Search the entries for the word "ProtocolVersion". Copy every line that holds it.

DATA RECORDS:
★ ★ ★ ★

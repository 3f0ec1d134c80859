//! # dxl-master
//!
//! Host side of an actuator bus: the transaction engine that performs one
//! instruction/status exchange at a time, and the group aggregators that
//! address many devices with a single packet.
//!
//! Packet layouts live in `dxl-core`; this crate owns the port, the timing and
//! the error model.
//!
//! # Layers
//!
//! - **`application`** – [`application::bus_master::BusMaster`] and the
//!   sync/bulk/fast-sync groups.
//! - **`infrastructure`** – the [`infrastructure::transport::Transport`]
//!   abstraction with its serial and in-memory implementations, and the TOML
//!   configuration store.
//!
//! # Example
//!
//! ```rust
//! use dxl_core::{encode_status, DeviceStatus, ProtocolVersion, StatusPacket};
//! use dxl_master::application::bus_master::BusMaster;
//! use dxl_master::infrastructure::transport::mock::MockTransport;
//!
//! // Script the reply of device 1: present position 564.
//! let mock = MockTransport::new();
//! let reply = StatusPacket::new(1, DeviceStatus::OK, vec![0x34, 0x02, 0x00, 0x00]);
//! mock.push_reply(encode_status(ProtocolVersion::V2, &reply).unwrap());
//!
//! let mut bus = BusMaster::new(mock, ProtocolVersion::V2);
//! bus.open(1_000_000).unwrap();
//! let (position, status) = bus.read_u32(1, 132).unwrap();
//!
//! assert_eq!(position, 564);
//! assert!(status.is_ok());
//! ```

pub mod application;
pub mod infrastructure;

★ ★ ★ ★

ANSWER TO THE PROBLEM:
//! use dxl_core::{encode_status, DeviceStatus, ProtocolVersion, StatusPacket};
//! mock.push_reply(encode_status(ProtocolVersion::V2, &reply).unwrap());
//! let mut bus = BusMaster::new(mock, ProtocolVersion::V2);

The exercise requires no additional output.